> **Information provided**:
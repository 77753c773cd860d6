// Copyright (c) 2025 Fabstir
// SPDX-License-Identifier: BUSL-1.1
//! Fused prompt composition
//!
//! The prompt lists the selected captions of source A, then source B, each on
//! its own labelled line, followed by the question:
//!
//! ```text
//! الوصف الأول: سيارة حمراء في الشارع
//! الوصف الثاني: سيارة، لونها أحمر
//! السؤال: ما لون السيارة؟
//! ```
//!
//! A source with no captions left after filtering gets no line. When neither
//! source contributes, the prompt is the question alone.

use std::collections::HashSet;

use crate::captioning::Caption;
use crate::config::Options;
use crate::error::Result;

#[derive(Debug, Clone, PartialEq)]
pub struct PromptTemplate {
    /// Captions taken from each source, best first
    pub captions_per_source: usize,
    /// Captions with a known confidence below this are dropped
    pub min_confidence: Option<f32>,
    pub label_a: String,
    pub label_b: String,
    pub caption_separator: String,
    pub question_prefix: String,
    /// Drop a caption already shown (A before B, first occurrence wins)
    pub dedupe: bool,
}

impl Default for PromptTemplate {
    fn default() -> Self {
        Self {
            captions_per_source: 2,
            min_confidence: None,
            label_a: "الوصف الأول".to_string(),
            label_b: "الوصف الثاني".to_string(),
            caption_separator: "، ".to_string(),
            question_prefix: "السؤال: ".to_string(),
            dedupe: true,
        }
    }
}

impl PromptTemplate {
    pub fn from_options(options: &Options) -> Result<Self> {
        let d = Self::default();
        Ok(Self {
            captions_per_source: options.get_usize("captions_per_source", d.captions_per_source)?,
            min_confidence: options.get_or("min_confidence", d.min_confidence)?,
            label_a: options.get_or("label_a", d.label_a)?,
            label_b: options.get_or("label_b", d.label_b)?,
            caption_separator: options.get_or("caption_separator", d.caption_separator)?,
            question_prefix: options.get_or("question_prefix", d.question_prefix)?,
            dedupe: options.get_bool("dedupe_captions", d.dedupe)?,
        })
    }
}

/// Pure mapping from a question and two caption lists to one prompt string
#[derive(Debug, Clone, Default, PartialEq)]
pub struct PromptComposer {
    template: PromptTemplate,
}

impl PromptComposer {
    pub fn new(template: PromptTemplate) -> Self {
        Self { template }
    }

    pub fn template(&self) -> &PromptTemplate {
        &self.template
    }

    pub fn compose(&self, question: &str, captions_a: &[Caption], captions_b: &[Caption]) -> String {
        let t = &self.template;
        let mut seen = HashSet::new();
        let selected_a = self.select(captions_a, &mut seen);
        let selected_b = self.select(captions_b, &mut seen);

        if selected_a.is_empty() && selected_b.is_empty() {
            return question.to_string();
        }

        let mut lines = Vec::with_capacity(3);
        for (label, selected) in [(&t.label_a, selected_a), (&t.label_b, selected_b)] {
            if !selected.is_empty() {
                lines.push(format!("{}: {}", label, selected.join(t.caption_separator.as_str())));
            }
        }
        lines.push(format!("{}{}", t.question_prefix, question));
        lines.join("\n")
    }

    fn select<'c>(&self, captions: &'c [Caption], seen: &mut HashSet<&'c str>) -> Vec<&'c str> {
        let t = &self.template;
        let mut selected = Vec::new();
        for caption in captions {
            if selected.len() == t.captions_per_source {
                break;
            }
            let text = caption.text.trim();
            if text.is_empty() {
                continue;
            }
            if let (Some(floor), Some(confidence)) = (t.min_confidence, caption.confidence) {
                if confidence < floor {
                    continue;
                }
            }
            if t.dedupe && !seen.insert(text) {
                continue;
            }
            selected.push(text);
        }
        selected
    }
}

> **Task objective**: Each line above should be output exactly as written.

> **Final answer**:
repository 77753c773cd860d6
// Copyright (c) 2025 Fabstir
// SPDX-License-Identifier: BUSL-1.1
//! Fused prompt composition
//!
//! The prompt lists the selected captions of source A, then source B, each on
//! its own labelled line, followed by the question:
//!
//! ```text
//! الوصف الأول: سيارة حمراء في الشارع
//! الوصف الثاني: سيارة، لونها أحمر
//! السؤال: ما لون السيارة؟
//! ```
//!
//! A source with no captions left after filtering gets no line. When neither
//! source contributes, the prompt is the question alone.

use std::collections::HashSet;

use crate::captioning::Caption;
use crate::config::Options;
use crate::error::Result;

#[derive(Debug, Clone, PartialEq)]
pub struct PromptTemplate {
    /// Captions taken from each source, best first
    pub captions_per_source: usize,
    /// Captions with a known confidence below this are dropped
    pub min_confidence: Option<f32>,
    pub label_a: String,
    pub label_b: String,
    pub caption_separator: String,
    pub question_prefix: String,
    /// Drop a caption already shown (A before B, first occurrence wins)
    pub dedupe: bool,
}

impl Default for PromptTemplate {
    fn default() -> Self {
        Self {
            captions_per_source: 2,
            min_confidence: None,
            label_a: "الوصف الأول".to_string(),
            label_b: "الوصف الثاني".to_string(),
            caption_separator: "، ".to_string(),
            question_prefix: "السؤال: ".to_string(),
            dedupe: true,
        }
    }
}

impl PromptTemplate {
    pub fn from_options(options: &Options) -> Result<Self> {
        let d = Self::default();
        Ok(Self {
            captions_per_source: options.get_usize("captions_per_source", d.captions_per_source)?,
            min_confidence: options.get_or("min_confidence", d.min_confidence)?,
            label_a: options.get_or("label_a", d.label_a)?,
            label_b: options.get_or("label_b", d.label_b)?,
            caption_separator: options.get_or("caption_separator", d.caption_separator)?,
            question_prefix: options.get_or("question_prefix", d.question_prefix)?,
            dedupe: options.get_bool("dedupe_captions", d.dedupe)?,
        })
    }
}

/// Pure mapping from a question and two caption lists to one prompt string
#[derive(Debug, Clone, Default, PartialEq)]
pub struct PromptComposer {
    template: PromptTemplate,
}

impl PromptComposer {
    pub fn new(template: PromptTemplate) -> Self {
        Self { template }
    }

    pub fn template(&self) -> &PromptTemplate {
        &self.template
    }

    pub fn compose(&self, question: &str, captions_a: &[Caption], captions_b: &[Caption]) -> String {
        let t = &self.template;
        let mut seen = HashSet::new();
        let selected_a = self.select(captions_a, &mut seen);
        let selected_b = self.select(captions_b, &mut seen);

        if selected_a.is_empty() && selected_b.is_empty() {
            return question.to_string();
        }

        let mut lines = Vec::with_capacity(3);
        for (label, selected) in [(&t.label_a, selected_a), (&t.label_b, selected_b)] {
            if !selected.is_empty() {
                lines.push(format!("{}: {}", label, selected.join(t.caption_separator.as_str())));
            }
        }
        lines.push(format!("{}{}", t.question_prefix, question));
        lines.join("\n")
    }

    fn select<'c>(&self, captions: &'c [Caption], seen: &mut HashSet<&'c str>) -> Vec<&'c str> {
        let t = &self.template;
        let mut selected = Vec::new();
        for caption in captions {
            if selected.len() == t.captions_per_source {
                break;
            }
            let text = caption.text.trim();
            if text.is_empty() {
                continue;
            }
            if let (Some(floor), Some(confidence)) = (t.min_confidence, caption.confidence) {
                if confidence < floor {
                    continue;
                }
            }
            if t.dedupe && !seen.insert(text) {
                continue;
            }
            selected.push(text);
        }
        selected
    }
}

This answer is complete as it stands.